Archikulture Digest

PlayFest 2011 Version 2.0 (Day 2)

PlayFest 2011Version 2.0 (Day 2)

Orlando Shakespeare Theater

Orlando FL</strong>

Friday Nov 3 – The Odyssey by Charlie Bethel

Starting a high profile show like this at 6 pm on a Friday tempts the good intentions of Orlando’s Transportation Gods and a slow I-4 held this show’s open for about 5 minutes. Last year Bethel’s fluid and funny “Beowulf” was a huge crowd favorite, and I give this man points for adapting Homer’s “The Odyssey” into a 75 minute modern user-friendly romp in only a year’s worth of research and writing.
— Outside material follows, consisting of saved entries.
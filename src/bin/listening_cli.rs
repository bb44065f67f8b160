use std::path::{Path, PathBuf};
use std::process::ExitCode;
use std::sync::Arc;
use std::time::Duration;

use anyhow::{anyhow, bail, Context, Result};
use clap::{Parser, Subcommand, ValueEnum};
use listening_tutor::config::TutorConfig;
use listening_tutor::engine::{ManualTimeSource, StubOutput};
use listening_tutor::exercise::{
    format_clock, hint_markers, Level, QuestionType, Selection, SessionIdentity, StartRequest,
    TestPart, RANDOM_TOPIC,
};
use listening_tutor::fixtures::{
    load_exercise, FileContentGenerator, FixtureCatalog, SilentSynthesizer, WavSynthesizer,
};
use listening_tutor::managers::{SessionBackends, SessionManager};
use listening_tutor::playback::PlaybackStatus;
use listening_tutor::report::JsonReportRenderer;
use listening_tutor::session::AudioSynthesizer;
use listening_tutor::telemetry::hub;
use serde::Serialize;

#[derive(Parser, Debug)]
#[command(
    name = "listening_cli",
    about = "Deterministic session harness for the listening tutor"
)]
struct Cli {
    /// Override directory containing fixture assets (defaults to ./fixtures)
    #[arg(long)]
    fixtures_dir: Option<PathBuf>,
    /// Configuration file (defaults to assets/tutor_config.json)
    #[arg(long)]
    config: Option<PathBuf>,
    #[command(subcommand)]
    command: Commands,
}

#[derive(Subcommand, Debug)]
enum Commands {
    /// Print an exercise summary with its hint markers
    Inspect {
        #[arg(long)]
        exercise: String,
        /// Track duration used to place the markers
        #[arg(long)]
        duration: Option<f64>,
    },
    /// Run a scripted session against the stub output and print the report
    ///
    /// Actions: play, pause, toggle, wait:SECS, wait_end, seek:SECS,
    /// answer:ID=VALUE, lifeline:ID, script:ID, proof:ID, finalize
    Simulate {
        #[arg(long)]
        exercise: String,
        /// WAV track to play instead of the fixture's own audio
        #[arg(long)]
        audio: Option<PathBuf>,
        /// Length of the silent track when no audio is available
        #[arg(long)]
        duration: Option<f64>,
        #[arg(long = "action")]
        actions: Vec<String>,
        /// Test part (1-4)
        #[arg(long, value_enum, default_value_t = PartArg::Part1)]
        part: PartArg,
        #[arg(long, value_enum, default_value_t = LevelArg::Official)]
        level: LevelArg,
        #[arg(long = "type", value_enum, default_value_t = QuestionTypeArg::Note)]
        question_type: QuestionTypeArg,
        /// Topic from the part's catalog
        #[arg(long, default_value = RANDOM_TOPIC)]
        topic: String,
        #[arg(long, default_value = "")]
        name: String,
        #[arg(long, default_value = "")]
        test_number: String,
        /// Seed for the 50/50 lifeline
        #[arg(long)]
        seed: Option<u64>,
        /// Directory to write the report to instead of stdout
        #[arg(long)]
        out: Option<PathBuf>,
        /// Also print the telemetry snapshot
        #[arg(long)]
        telemetry: bool,
    },
    /// List available fixtures on disk
    DumpFixtures,
}

fn main() -> ExitCode {
    tracing_subscriber::fmt().with_writer(std::io::stderr).init();

    match run() {
        Ok(code) => code,
        Err(err) => {
            eprintln!("Error: {err:?}");
            ExitCode::from(1)
        }
    }
}

fn run() -> Result<ExitCode> {
    let cli = Cli::parse();
    let catalog = cli
        .fixtures_dir
        .map(FixtureCatalog::new)
        .unwrap_or_else(FixtureCatalog::default);
    let config = match cli.config {
        Some(path) => TutorConfig::load_from_file(path),
        None => TutorConfig::load(),
    };

    match cli.command {
        Commands::Inspect { exercise, duration } => run_inspect(&catalog, &exercise, duration),
        Commands::Simulate {
            exercise,
            audio,
            duration,
            actions,
            part,
            level,
            question_type,
            topic,
            name,
            test_number,
            seed,
            out,
            telemetry,
        } => {
            let mut config = config;
            if seed.is_some() {
                config.session.lifeline_seed = seed;
            }
            let selection =
                Selection::new(question_type.into(), part.into(), level.into(), &topic);
            let simulation = Simulation {
                exercise,
                audio,
                duration,
                actions,
                selection,
                identity: SessionIdentity::new(&name, &test_number),
                out,
                telemetry,
            };

            let runtime = tokio::runtime::Builder::new_current_thread()
                .enable_all()
                .build()
                .context("building tokio runtime")?;
            runtime.block_on(run_simulate(&catalog, config, simulation))
        }
        Commands::DumpFixtures => run_dump(&catalog),
    }
}

fn run_inspect(catalog: &FixtureCatalog, fixture: &str, duration: Option<f64>) -> Result<ExitCode> {
    let metadata = catalog.resolve(fixture)?;
    let exercise = load_exercise(&metadata.exercise_path, &Selection::default())?;
    let duration = match duration {
        Some(duration) => duration,
        None => SilentSynthesizer::fit_to_script().duration_for(&exercise),
    };
    let exercise = exercise.clamped_to_duration(duration);

    println!("{}", exercise.title);
    println!("{}", exercise.instruction);
    println!(
        "{} question(s), {} script segment(s), {} track",
        exercise.questions.len(),
        exercise.script_segments.len(),
        format_clock(duration)
    );
    for question in &exercise.questions {
        println!(
            "  Q{} [{:?}] {} (proof {}-{})",
            question.id,
            question.kind,
            question.label,
            format_clock(question.proof_start),
            format_clock(question.proof_end)
        );
        for option in question.choices() {
            println!("      {option}");
        }
    }

    let markers = hint_markers(&exercise, duration, 0.0);
    for marker in markers {
        println!(
            "  marker Q{} at {:.1}%",
            marker.question_id,
            marker.fraction * 100.0
        );
    }
    Ok(ExitCode::from(0))
}

fn run_dump(catalog: &FixtureCatalog) -> Result<ExitCode> {
    let fixtures = catalog.discover()?;
    if fixtures.is_empty() {
        println!("No fixtures found under {}", catalog.root().display());
        return Ok(ExitCode::from(0));
    }

    for metadata in fixtures {
        if let Some(audio) = metadata.audio_path {
            println!("{} -> {}", metadata.name, audio.display());
        } else {
            println!("{}", metadata.name);
        }
    }
    Ok(ExitCode::from(0))
}

struct Simulation {
    exercise: String,
    audio: Option<PathBuf>,
    duration: Option<f64>,
    actions: Vec<String>,
    selection: Selection,
    identity: SessionIdentity,
    out: Option<PathBuf>,
    telemetry: bool,
}

async fn run_simulate(
    catalog: &FixtureCatalog,
    config: TutorConfig,
    simulation: Simulation,
) -> Result<ExitCode> {
    let metadata = catalog.resolve(&simulation.exercise)?;
    let generator = FileContentGenerator::from_path(&metadata.exercise_path)?;
    let synthesizer: Arc<dyn AudioSynthesizer> =
        match (simulation.audio.or(metadata.audio_path), simulation.duration) {
            (_, Some(duration)) => Arc::new(SilentSynthesizer::with_duration(duration)),
            (Some(path), None) => Arc::new(WavSynthesizer::new(path)),
            (None, None) => Arc::new(SilentSynthesizer::fit_to_script()),
        };

    let output = Arc::new(StubOutput::new());
    let time = Arc::new(ManualTimeSource::new());
    let settle = Duration::from_millis(config.playback.poll_interval_ms.max(1) * 3);
    let manager = SessionManager::new(
        SessionBackends {
            generator: Arc::new(generator),
            synthesizer,
            output: output.clone(),
            time: time.clone(),
        },
        config,
    );

    manager
        .start_session(StartRequest::new(simulation.selection, simulation.identity))
        .await
        .context("starting session")?;

    for action in &simulation.actions {
        let step = Step::parse(action)?;
        tracing::info!("[listening_cli] {action}");
        match step {
            Step::Play => manager.play()?,
            Step::Pause => manager.pause()?,
            Step::Toggle => manager.toggle()?,
            Step::Seek(target) => manager.seek(target)?,
            Step::Wait(seconds) => {
                time.advance_secs(seconds);
                tokio::time::sleep(settle).await;
            }
            Step::WaitEnd => {
                if let Some(id) = output.active_id() {
                    output.finish(id);
                }
                tokio::time::sleep(settle).await;
            }
            Step::Answer(id, value) => manager.set_answer(id, &value)?,
            Step::Lifeline(id) => {
                let hidden = manager.use_lifeline(id)?;
                eprintln!("Q{id} lifeline hides: {}", hidden.join(", "));
            }
            Step::Script(id) => {
                let reveal = manager.reveal_script(id)?;
                eprintln!(
                    "Q{id} script [{}-{}]: {}",
                    format_clock(reveal.proof_start),
                    format_clock(reveal.proof_end),
                    reveal.answer_sentence
                );
            }
            Step::Proof(id) => manager.play_proof(id)?,
            Step::Finalize => manager.finalize()?,
        }
    }

    if manager.status()? != PlaybackStatus::Submitted {
        manager.finalize()?;
    }

    match simulation.out {
        Some(dir) => {
            ensure_dir(&dir)?;
            let path = manager.render_report(&JsonReportRenderer, &dir)?;
            println!("Report written to {}", path.display());
        }
        None => {
            let report = manager.report()?;
            println!("{}", serde_json::to_string_pretty(&report)?);
        }
    }

    if simulation.telemetry {
        emit_telemetry()?;
    }

    if output.max_concurrent() > 1 {
        bail!(
            "{} emitters were active at once",
            output.max_concurrent()
        );
    }
    Ok(ExitCode::from(0))
}

fn emit_telemetry() -> Result<()> {
    let snapshot = hub().snapshot();
    let payload = TelemetryPayload {
        total_events: snapshot.total_events,
        dropped_events: snapshot.dropped_events,
        recent: &snapshot.recent,
    };
    eprintln!("{}", serde_json::to_string_pretty(&payload)?);
    Ok(())
}

#[derive(Serialize)]
struct TelemetryPayload<'a> {
    total_events: u64,
    dropped_events: u64,
    recent: &'a [listening_tutor::telemetry::MetricEvent],
}

#[derive(Debug, PartialEq)]
enum Step {
    Play,
    Pause,
    Toggle,
    Seek(f64),
    Wait(f64),
    WaitEnd,
    Answer(u32, String),
    Lifeline(u32),
    Script(u32),
    Proof(u32),
    Finalize,
}

impl Step {
    fn parse(action: &str) -> Result<Self> {
        let (name, arg) = match action.split_once(':') {
            Some((name, arg)) => (name, Some(arg)),
            None => (action, None),
        };
        let arg = || arg.ok_or_else(|| anyhow!("action '{action}' needs an argument"));
        let seconds = || -> Result<f64> {
            arg()?
                .parse()
                .with_context(|| format!("invalid seconds in '{action}'"))
        };
        let question = || -> Result<u32> {
            arg()?
                .parse()
                .with_context(|| format!("invalid question id in '{action}'"))
        };

        let step = match name {
            "play" => Step::Play,
            "pause" => Step::Pause,
            "toggle" => Step::Toggle,
            "finalize" => Step::Finalize,
            "wait_end" => Step::WaitEnd,
            "seek" => Step::Seek(seconds()?),
            "wait" => Step::Wait(seconds()?),
            "lifeline" => Step::Lifeline(question()?),
            "script" => Step::Script(question()?),
            "proof" => Step::Proof(question()?),
            "answer" => {
                let (id, value) = arg()?
                    .split_once('=')
                    .ok_or_else(|| anyhow!("expected answer:ID=VALUE, got '{action}'"))?;
                let id = id
                    .parse()
                    .with_context(|| format!("invalid question id in '{action}'"))?;
                Step::Answer(id, value.to_string())
            }
            other => bail!("unknown action '{other}'"),
        };
        Ok(step)
    }
}

#[derive(Debug, Copy, Clone, Eq, PartialEq, ValueEnum)]
enum PartArg {
    #[value(name = "1")]
    Part1,
    #[value(name = "2")]
    Part2,
    #[value(name = "3")]
    Part3,
    #[value(name = "4")]
    Part4,
}

impl From<PartArg> for TestPart {
    fn from(part: PartArg) -> Self {
        match part {
            PartArg::Part1 => TestPart::Part1,
            PartArg::Part2 => TestPart::Part2,
            PartArg::Part3 => TestPart::Part3,
            PartArg::Part4 => TestPart::Part4,
        }
    }
}

#[derive(Debug, Copy, Clone, Eq, PartialEq, ValueEnum)]
enum LevelArg {
    #[value(name = "a1-a2")]
    A1A2,
    #[value(name = "b1-b2")]
    B1B2,
    #[value(name = "c1-c2")]
    C1C2,
    Official,
}

impl From<LevelArg> for Level {
    fn from(level: LevelArg) -> Self {
        match level {
            LevelArg::A1A2 => Level::A1A2,
            LevelArg::B1B2 => Level::B1B2,
            LevelArg::C1C2 => Level::C1C2,
            LevelArg::Official => Level::Official,
        }
    }
}

#[derive(Debug, Copy, Clone, Eq, PartialEq, ValueEnum)]
enum QuestionTypeArg {
    Sentence,
    Note,
    Mcq,
    Mixed,
}

impl From<QuestionTypeArg> for QuestionType {
    fn from(question_type: QuestionTypeArg) -> Self {
        match question_type {
            QuestionTypeArg::Sentence => QuestionType::Sentence,
            QuestionTypeArg::Note => QuestionType::Note,
            QuestionTypeArg::Mcq => QuestionType::Mcq,
            QuestionTypeArg::Mixed => QuestionType::Mixed,
        }
    }
}

fn ensure_dir(path: &Path) -> Result<()> {
    std::fs::create_dir_all(path).with_context(|| format!("creating {}", path.display()))
}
I’m sure you’ve translated the original from Greek to Latin somewhere along the line, but the story boils down to this: At the end of the Trojan War Odysseus rapes, pillages and plunders Troy and desecrates the local temples. Greek gods were OK with the R, P & P but draw the line at D: Odysseus is cursed to spend a decade trying to get home and when he does everything has just gone to hell in a hand truck. The journey take him far and wide, and just like a good horror film his friend disappear in a variety of bloody and pointless deaths, leaving him to wash up on shore wet, bloody and alone. Only the good intentions of Athena and his native sneakiness allow him to rescue his incredibly loyal wife from every gold digging Lothario in Syracuse. He’s a hero, but all his actions only serve to prolong his misery and he tends to take naps at the worst possible moments. But there’s a moral – respect the divine, keep one step ahead of everyone, stay vigilant, and keep your friends close and your enemies closer.
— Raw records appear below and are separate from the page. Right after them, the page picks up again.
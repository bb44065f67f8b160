//! Interaction and assistance analytics for a session
//!
//! - `events`: append-only interaction log (replays, pauses, seeks)
//! - `assistance`: per-question record of lifeline and script use

pub mod assistance;
pub mod events;

pub use assistance::{
    lifeline_hidden_options, AssistanceLedger, AssistanceMechanism, AssistanceRecord,
};
pub use events::{InteractionEvent, InteractionKind, InteractionLog};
Bethel’s niche is telling large stories in a one man format. His mix of colloquial slang and archaic language is a good balance of “what it was really like” and “what we can understand today.” “Rosy Fingered Dawn” marks his scene changes, but I would have liked a bit more of “Wine Dark Sea” or “Grey Eyed Dusk.” He relates the eye gouging of Cyclops with bloody relish, spews guts and body parts all over the nice clean marble floor and points out the Gods become upset when humans have more sex than they do. But Odysseus seems to get his share of action with a variety of supernatural chicks; maybe that’s part of his woe.
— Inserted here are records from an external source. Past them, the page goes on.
//! Exercise data model
//!
//! An [`Exercise`] is the generated listening test: script, speakers and the
//! ordered questions with the audio interval where each answer is spoken.
//! It is immutable once a session is loaded.

use serde::{Deserialize, Serialize};

use crate::error::SessionError;

pub mod markers;
pub mod selection;

pub use markers::{format_clock, hint_markers, HintMarker};
pub use selection::{
    Level, QuestionType, Selection, SessionIdentity, StartRequest, TestPart, RANDOM_TOPIC,
};

/// Atomic question kind
#[derive(Debug, Clone, Copy, PartialEq, Eq, Serialize, Deserialize)]
#[serde(rename_all = "SCREAMING_SNAKE_CASE")]
pub enum QuestionKind {
    /// Sentence with a gap
    Sentence,
    /// Note or form line with a gap
    Note,
    /// Multiple choice
    Mcq,
}

#[derive(Debug, Clone, Copy, PartialEq, Eq, Serialize, Deserialize)]
#[serde(rename_all = "lowercase")]
pub enum Gender {
    Male,
    Female,
}

#[derive(Debug, Clone, Copy, PartialEq, Eq, Serialize, Deserialize)]
#[serde(rename_all = "lowercase")]
pub enum SpeakerRole {
    Clerk,
    Customer,
    Guide,
    Official,
    Student,
    Tutor,
    Professor,
    Lecturer,
}

#[derive(Debug, Clone, PartialEq, Serialize, Deserialize)]
pub struct Speaker {
    pub name: String,
    pub gender: Gender,
    pub role: SpeakerRole,
}

/// One spoken line of the script
#[derive(Debug, Clone, PartialEq, Serialize, Deserialize)]
#[serde(rename_all = "camelCase")]
pub struct ScriptSegment {
    pub speaker_name: String,
    pub text: String,
    pub start_time: f64,
    pub end_time: f64,
}

#[derive(Debug, Clone, PartialEq, Serialize, Deserialize)]
#[serde(rename_all = "camelCase")]
pub struct Question {
    pub id: u32,
    #[serde(rename = "type")]
    pub kind: QuestionKind,
    pub label: String,
    #[serde(default, skip_serializing_if = "Option::is_none")]
    pub prefix: Option<String>,
    #[serde(default, skip_serializing_if = "Option::is_none")]
    pub suffix: Option<String>,
    #[serde(default, skip_serializing_if = "Option::is_none")]
    pub options: Option<Vec<String>>,
    pub answer: String,
    pub answer_sentence: String,
    pub timestamp_seconds: f64,
    pub proof_start: f64,
    pub proof_end: f64,
}

impl Question {
    /// Choices for a multiple-choice question, empty otherwise
    pub fn choices(&self) -> &[String] {
        match (self.kind, self.options.as_deref()) {
            (QuestionKind::Mcq, Some(options)) => options,
            _ => &[],
        }
    }

    /// Whether `option` is the canonical answer
    ///
    /// Matches either the full option text or its leading letter label
    /// ("B" for "B) Green").
    pub fn is_correct_option(&self, option: &str) -> bool {
        let option = option.trim();
        let answer = self.answer.trim();
        if option.eq_ignore_ascii_case(answer) {
            return true;
        }

        let mut chars = answer.chars();
        match (chars.next(), chars.next()) {
            (Some(letter), None) if letter.is_ascii_alphabetic() => {
                let mut option_chars = option.chars();
                matches!(
                    (option_chars.next(), option_chars.next()),
                    (Some(first), Some(')' | '.')) if first.eq_ignore_ascii_case(&letter)
                )
            }
            _ => false,
        }
    }

    /// Proof interval length in seconds
    pub fn proof_duration(&self) -> f64 {
        (self.proof_end - self.proof_start).max(0.0)
    }
}

/// Generated listening exercise
#[derive(Debug, Clone, PartialEq, Serialize, Deserialize)]
#[serde(rename_all = "camelCase")]
pub struct Exercise {
    pub title: String,
    pub part: TestPart,
    pub level: Level,
    pub instruction: String,
    pub script: String,
    pub script_segments: Vec<ScriptSegment>,
    pub speakers: Vec<Speaker>,
    pub questions: Vec<Question>,
}

/// Exercise as returned by the content generator, before part and level are
/// stamped onto it
#[derive(Debug, Clone, Deserialize)]
#[serde(rename_all = "camelCase")]
struct GeneratedExercise {
    title: String,
    instruction: String,
    script: String,
    #[serde(default)]
    script_segments: Vec<ScriptSegment>,
    #[serde(default)]
    speakers: Vec<Speaker>,
    questions: Vec<Question>,
}

impl Exercise {
    /// Parse the generator's JSON payload and stamp the requested part/level
    ///
    /// # Errors
    /// `GenerationFailure` if the payload is not valid JSON for the schema or
    /// fails structural validation.
    pub fn from_generated_json(
        payload: &str,
        part: TestPart,
        level: Level,
    ) -> Result<Self, SessionError> {
        let generated: GeneratedExercise = serde_json::from_str(payload)?;
        let exercise = Self {
            title: generated.title,
            part,
            level,
            instruction: generated.instruction,
            script: generated.script,
            script_segments: generated.script_segments,
            speakers: generated.speakers,
            questions: generated.questions,
        };
        exercise.validate()?;
        Ok(exercise)
    }

    pub fn question(&self, id: u32) -> Option<&Question> {
        self.questions.iter().find(|question| question.id == id)
    }

    pub fn question_ids(&self) -> impl Iterator<Item = u32> + '_ {
        self.questions.iter().map(|question| question.id)
    }

    /// Check structural invariants that do not depend on the audio track
    ///
    /// Question ids must run 1..=N in presentation order, proof intervals
    /// must be finite with `0 <= proof_start <= proof_end`, and
    /// multiple-choice questions must carry options.
    pub fn validate(&self) -> Result<(), SessionError> {
        if self.questions.is_empty() {
            return Err(invalid("exercise has no questions"));
        }

        for (index, question) in self.questions.iter().enumerate() {
            let expected = index as u32 + 1;
            if question.id != expected {
                return Err(invalid(format!(
                    "question at position {} has id {} (expected {})",
                    index + 1,
                    question.id,
                    expected
                )));
            }

            let interval_ok = question.proof_start.is_finite()
                && question.proof_end.is_finite()
                && question.proof_start >= 0.0
                && question.proof_start <= question.proof_end;
            if !interval_ok {
                return Err(invalid(format!(
                    "question {} has invalid proof interval [{}, {}]",
                    question.id, question.proof_start, question.proof_end
                )));
            }

            if question.kind == QuestionKind::Mcq && question.choices().is_empty() {
                return Err(invalid(format!(
                    "multiple-choice question {} has no options",
                    question.id
                )));
            }
        }

        Ok(())
    }

    /// Clamp every proof interval into `[0, duration]`
    ///
    /// Generated timestamps are estimates made before the audio exists, so
    /// they can overshoot the synthesized track.
    pub fn clamped_to_duration(mut self, duration: f64) -> Self {
        let duration = duration.max(0.0);
        for question in &mut self.questions {
            let start = question.proof_start.clamp(0.0, duration);
            let end = question.proof_end.clamp(start, duration);
            if start != question.proof_start || end != question.proof_end {
                log::warn!(
                    "[Exercise] Clamped proof interval of question {} from [{:.2}, {:.2}] to [{:.2}, {:.2}]",
                    question.id,
                    question.proof_start,
                    question.proof_end,
                    start,
                    end
                );
            }
            question.proof_start = start;
            question.proof_end = end;
            question.timestamp_seconds = question.timestamp_seconds.clamp(0.0, duration);
        }
        self
    }
}

fn invalid(reason: impl Into<String>) -> SessionError {
    SessionError::GenerationFailure {
        reason: reason.into(),
    }
}

#[cfg(test)]
pub(crate) mod tests {
    use super::*;

    pub(crate) fn gap_question(id: u32, answer: &str, proof: (f64, f64)) -> Question {
        Question {
            id,
            kind: QuestionKind::Note,
            label: format!("Note {}", id),
            prefix: Some("Colour of the door:".to_string()),
            suffix: None,
            options: None,
            answer: answer.to_string(),
            answer_sentence: format!("The answer is {}.", answer),
            timestamp_seconds: proof.0,
            proof_start: proof.0,
            proof_end: proof.1,
        }
    }

    pub(crate) fn mcq_question(id: u32, answer: &str, proof: (f64, f64)) -> Question {
        Question {
            id,
            kind: QuestionKind::Mcq,
            label: "Which room is booked?".to_string(),
            prefix: None,
            suffix: None,
            options: Some(vec![
                "A) The library".to_string(),
                "B) The hall".to_string(),
                "C) The studio".to_string(),
                "D) The gym".to_string(),
            ]),
            answer: answer.to_string(),
            answer_sentence: "We'll take the hall, then.".to_string(),
            timestamp_seconds: proof.0,
            proof_start: proof.0,
            proof_end: proof.1,
        }
    }

    /// Two-question exercise used across the crate's unit tests
    pub(crate) fn sample_exercise() -> Exercise {
        Exercise {
            title: "Community Hall Booking".to_string(),
            part: TestPart::Part1,
            level: Level::Official,
            instruction: "Write ONE WORD ONLY for each answer.".to_string(),
            script: "Clerk: The door is blue. Customer: We'll take the hall.".to_string(),
            script_segments: vec![ScriptSegment {
                speaker_name: "Clerk".to_string(),
                text: "The door is blue.".to_string(),
                start_time: 0.0,
                end_time: 3.0,
            }],
            speakers: vec![Speaker {
                name: "Clerk".to_string(),
                gender: Gender::Female,
                role: SpeakerRole::Clerk,
            }],
            questions: vec![
                gap_question(1, "blue", (2.0, 3.0)),
                mcq_question(2, "B", (6.0, 7.5)),
            ],
        }
    }

    const GENERATED_PAYLOAD: &str = r#"{
        "title": "Gym Membership",
        "instruction": "Write NO MORE THAN TWO WORDS AND/OR A NUMBER for each answer.",
        "script": "Clerk: Welcome...",
        "scriptSegments": [
            { "speakerName": "Clerk", "text": "Welcome", "startTime": 0, "endTime": 1.5 }
        ],
        "speakers": [
            { "name": "Achernar", "gender": "female", "role": "clerk" },
            { "name": "Sadachbia", "gender": "male", "role": "customer" }
        ],
        "questions": [
            {
                "id": 1, "type": "NOTE", "label": "Surname", "prefix": "Name:",
                "answer": "Harper", "answerSentence": "It's Harper, H-A-R-P-E-R.",
                "timestampSeconds": 12.5, "proofStart": 11.0, "proofEnd": 14.0
            },
            {
                "id": 2, "type": "MCQ", "label": "Preferred time",
                "options": ["A) Morning", "B) Afternoon", "C) Evening"],
                "answer": "C", "answerSentence": "Evenings suit me best.",
                "timestampSeconds": 30, "proofStart": 29, "proofEnd": 31
            }
        ]
    }"#;

    #[test]
    fn test_parse_generated_payload_stamps_part_and_level() {
        let exercise =
            Exercise::from_generated_json(GENERATED_PAYLOAD, TestPart::Part3, Level::C1C2)
                .unwrap();
        assert_eq!(exercise.part, TestPart::Part3);
        assert_eq!(exercise.level, Level::C1C2);
        assert_eq!(exercise.questions.len(), 2);
        assert_eq!(exercise.questions[0].prefix.as_deref(), Some("Name:"));
        assert_eq!(exercise.questions[1].kind, QuestionKind::Mcq);
        assert_eq!(exercise.speakers[1].role, SpeakerRole::Customer);
    }

    #[test]
    fn test_parse_rejects_malformed_payload() {
        let result = Exercise::from_generated_json("{\"title\": 3}", TestPart::Part1, Level::A1A2);
        assert!(matches!(result, Err(SessionError::GenerationFailure { .. })));
    }

    #[test]
    fn test_validate_requires_contiguous_ids() {
        let mut exercise = sample_exercise();
        exercise.questions[1].id = 5;
        assert!(matches!(
            exercise.validate(),
            Err(SessionError::GenerationFailure { .. })
        ));
    }

    #[test]
    fn test_validate_rejects_inverted_proof_interval() {
        let mut exercise = sample_exercise();
        exercise.questions[0].proof_start = 4.0;
        exercise.questions[0].proof_end = 3.0;
        assert!(exercise.validate().is_err());
    }

    #[test]
    fn test_validate_rejects_mcq_without_options() {
        let mut exercise = sample_exercise();
        exercise.questions[1].options = None;
        assert!(exercise.validate().is_err());
    }

    #[test]
    fn test_validate_accepts_any_question_count() {
        let mut exercise = sample_exercise();
        exercise.questions.push(gap_question(3, "tuesday", (8.0, 9.0)));
        assert!(exercise.validate().is_ok());
    }

    #[test]
    fn test_clamp_keeps_intervals_inside_track() {
        let mut exercise = sample_exercise();
        exercise.questions[1].proof_end = 42.0;
        exercise.questions[1].proof_start = 12.0;
        let clamped = exercise.clamped_to_duration(10.0);

        assert_eq!(clamped.questions[1].proof_start, 10.0);
        assert_eq!(clamped.questions[1].proof_end, 10.0);
        assert_eq!(clamped.questions[0].proof_end, 3.0);
    }

    #[test]
    fn test_correct_option_matches_letter_or_text() {
        let question = mcq_question(1, "B", (0.0, 1.0));
        assert!(question.is_correct_option("B) The hall"));
        assert!(!question.is_correct_option("A) The library"));

        let full = mcq_question(1, "C) The studio", (0.0, 1.0));
        assert!(full.is_correct_option("c) the studio"));
        assert!(!full.is_correct_option("B) The hall"));
    }
}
Odysseus’ world is on the verge of the supernatural Old Days and the mundane Modern World. Prayers are answered, prophesies come true, the evil are punished and virtuous rewarded, although not without having to preserver through heartbreaking misery and back breaking labors. If you listen carefully, you can hear whispers of the Christian mythos – the archetypes of Joseph Campbell tie the Ancient Greek and Middle European and Post Modern American fears together. Study them with Mr. Bethel, and you will laugh and you will cry and you will never be bored.